At this stage, I think it's the best if you could give me some hints on how best I can be of a help and assist. Besides catching up with the work you two have led, maybe I can pick up one of the topics among these 10 issues and dig more into it? Do you have in mind a priority rank for them?
Best, Chen
At this point I think these are the three most important items (in order from most important to least important):
Sorry: In between 1 and 2 would be commenting on the statistical validity of using discrete categories instead of a continuous measurement for ROC analysis (check out that thread).
Hey guys, This looks great. Let me know how I can help out! Also, are we meeting either for seminar or otherwise this week?
Please build on the following R Markdown file:
Output/GES6.9/presentation_draft1.Rmd
You can open this in RStudio and, when you are ready to knit (i.e. create the PDF), select "Knit to PDF (Beamer)" from the "Knit PDF" dropdown menu.
I think this division makes sense:
Nooreen: Introduce the topic of drowsy driving, past findings and understanding of the topic, variables of interest, importance to public health, etc. Mention some AAA stats (see the AAA thread for a reference).
Patrick: Introduce and explain our method: merge data, recode, forward-stepwise model building, ordinal risk group labeling, prediction and ROC analysis based on risk groups.
Chen: Get started on modeling trucking in addition to the rest of the predictors already listed in Patrick/predict2014.with.best.2013.model.R. Try to take our subset of predictors and apply Lucas's algorithm or EM algorithm. If you cannot finish this by Thursday, just include what was done in the slides, including introducing the missing data problem and the fact that some missing data is imputed but others are not.
Let me know what you think.
Patrick
Hey, so I coded for heavy trucks and it doesn't look like there it is a very significant predictor for drowsyness, although the interaction between sex and heavy trucking is borderline significant. What is interesting is that, if we include heavy trucks in our forward-stepwise process, then the script does not select sex OR trucking as a predictor. I think we can use this to emphasize that forward stepwise is tricky and perhaps a bad (?) choice in the presence of significant interactions....

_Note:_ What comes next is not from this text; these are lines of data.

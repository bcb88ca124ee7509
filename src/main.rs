//! Command-line front-end: parse parameters, run the chain(s), write the
//! trajectory and final lattice as JSON for plotting.

use std::fs::File;
use std::io::{self, BufWriter, Write};
use std::path::PathBuf;

use anyhow::{anyhow, Context, Result};
use clap::Parser;
use indicatif::{ProgressBar, ProgressStyle};
use ising_sim::config::DEFAULT_SEED;
use ising_sim::{
    run_ensemble, run_metropolis, summarize, EnergyMode, LatticeState, SimulationConfig,
};
use log::info;

/// Single-spin-flip Metropolis simulation of the 2D Ising model
#[derive(Parser, Debug)]
#[command(author, version, about)]
struct Args {
    /// Inverse temperature
    #[arg(long, short = 'b', env = "ISING_BETA")]
    beta: f64,

    /// Lattice side length N
    #[arg(long, short = 'n', default_value = "32", env = "ISING_SIZE")]
    size: usize,

    /// Initial threshold P in [0, 100]; each cell starts at -1 with probability P/100
    #[arg(long, short = 'p', default_value = "50", env = "ISING_UP_SPIN_PERCENT")]
    up_spin_percent: f64,

    /// Number of Metropolis steps
    #[arg(long, short = 'e', default_value = "100000", env = "ISING_MAX_EPOCHS")]
    max_epochs: usize,

    #[arg(long, default_value_t = DEFAULT_SEED, env = "ISING_SEED")]
    seed: u64,

    /// Energy evaluation: 'full' or 'local-delta'
    #[arg(long, default_value = "full")]
    energy_mode: String,

    /// Independent chains (seeds seed, seed+1, ...)
    #[arg(long, default_value = "1")]
    chains: usize,

    /// Run chains one after another instead of in parallel
    #[arg(long)]
    sequential: bool,

    /// Steps discarded before the summary averages
    #[arg(long, default_value = "0")]
    warmup: usize,

    /// Write the result as JSON here instead of stdout
    #[arg(long, short = 'o')]
    output: Option<PathBuf>,

    /// Print the final lattice as a grid of '+' and '-'
    #[arg(long)]
    print_lattice: bool,

    /// Hide the progress bar
    #[arg(long)]
    quiet: bool,
}

fn progress_bar(len: u64, quiet: bool) -> ProgressBar {
    if quiet {
        return ProgressBar::hidden();
    }
    let pb = ProgressBar::new(len);
    pb.set_style(
        ProgressStyle::with_template(
            "{msg} [{bar:40}] {pos}/{len} [{elapsed_precise} < {eta_precise}, {per_sec}]",
        )
        .expect("progress template is valid")
        .progress_chars("=> "),
    );
    pb.set_message("steps");
    pb
}

/// Progress bar length for `chains` runs of `max_epochs` steps each.
fn total_steps(max_epochs: usize, chains: usize) -> u64 {
    (max_epochs as u64).saturating_mul(chains.max(1) as u64)
}

fn render_lattice(state: &LatticeState) -> String {
    state
        .rows()
        .map(|row| {
            row.iter()
                .map(|&s| if s > 0 { '+' } else { '-' })
                .collect::<String>()
        })
        .collect::<Vec<_>>()
        .join("\n")
}

fn write_json<T: serde::Serialize>(value: &T, output: Option<&PathBuf>) -> Result<()> {
    match output {
        Some(path) => {
            let file =
                File::create(path).with_context(|| format!("creating {}", path.display()))?;
            serde_json::to_writer(BufWriter::new(file), value)?;
            info!("wrote {}", path.display());
        }
        None => {
            let stdout = io::stdout();
            let mut lock = stdout.lock();
            serde_json::to_writer(&mut lock, value)?;
            writeln!(lock)?;
        }
    }
    Ok(())
}

fn main() -> Result<()> {
    env_logger::init();
    let args = Args::parse();

    let energy_mode = EnergyMode::try_from(args.energy_mode.as_str()).map_err(|e| anyhow!(e))?;
    let config =
        SimulationConfig::new(args.beta, args.size, args.up_spin_percent, args.max_epochs)
            .with_energy_mode(energy_mode)
            .with_seed(args.seed);

    let pb = progress_bar(total_steps(args.max_epochs, args.chains), args.quiet);
    let on_step = |_: usize| pb.inc(1);

    let n_spins = config.size * config.size;

    if args.chains != 1 {
        let ensemble = run_ensemble(&config, args.chains, args.sequential, &on_step)?;
        pb.finish();

        for run in &ensemble.runs {
            if let Some(s) = summarize(&run.trajectory, args.warmup, config.beta, n_spins) {
                info!(
                    "seed {}: <E>/N² = {:.4}, <|m|> = {:.4}, acceptance {:.3}",
                    run.seed,
                    s.energy_per_spin,
                    s.mean_abs_magnetization,
                    run.acceptance_rate()
                );
            }
        }
        write_json(
            &serde_json::json!({ "config": config, "ensemble": ensemble }),
            args.output.as_ref(),
        )?;
        return Ok(());
    }

    let result = run_metropolis(&config, &on_step)?;
    pb.finish();

    let summary = summarize(&result.trajectory, args.warmup, config.beta, n_spins);
    if let Some(s) = &summary {
        info!(
            "<E> = {:.3} ({:.4} per spin), <|m|> = {:.4}, C = {:.4}, chi = {:.4}, \
             tau_E = {:.1}, acceptance {:.3}",
            s.mean_energy,
            s.energy_per_spin,
            s.mean_abs_magnetization,
            s.specific_heat,
            s.susceptibility,
            s.energy_tau,
            result.acceptance_rate()
        );
    }

    if args.print_lattice {
        eprintln!("{}", render_lattice(&result.final_lattice));
    }

    write_json(
        &serde_json::json!({ "config": config, "summary": summary, "result": result }),
        args.output.as_ref(),
    )
}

I will write up my results in more detail later. Check out v2's of the scripts if you are curious about how trucking is included (and other changes I made....). I think it would be just as valid to look at drivers from all day and night...but we can test for this. If the behavior of predictors are drastically different in nighttime vs. daytime, then we should model the two time periods separately! Otherwise, we should model them together. There is some type of stratification test to look into this..... Patrick.
Patrick -
The task division sounds good to me. I was trying to understand your code about modeling for heavy truck last night. Maybe we can check significance of interaction terms between time of the day and other predictors, or we can do some sort of CMH test on it, but I am not sure if we can do the type of tests on survey data, I will try to find out tonight.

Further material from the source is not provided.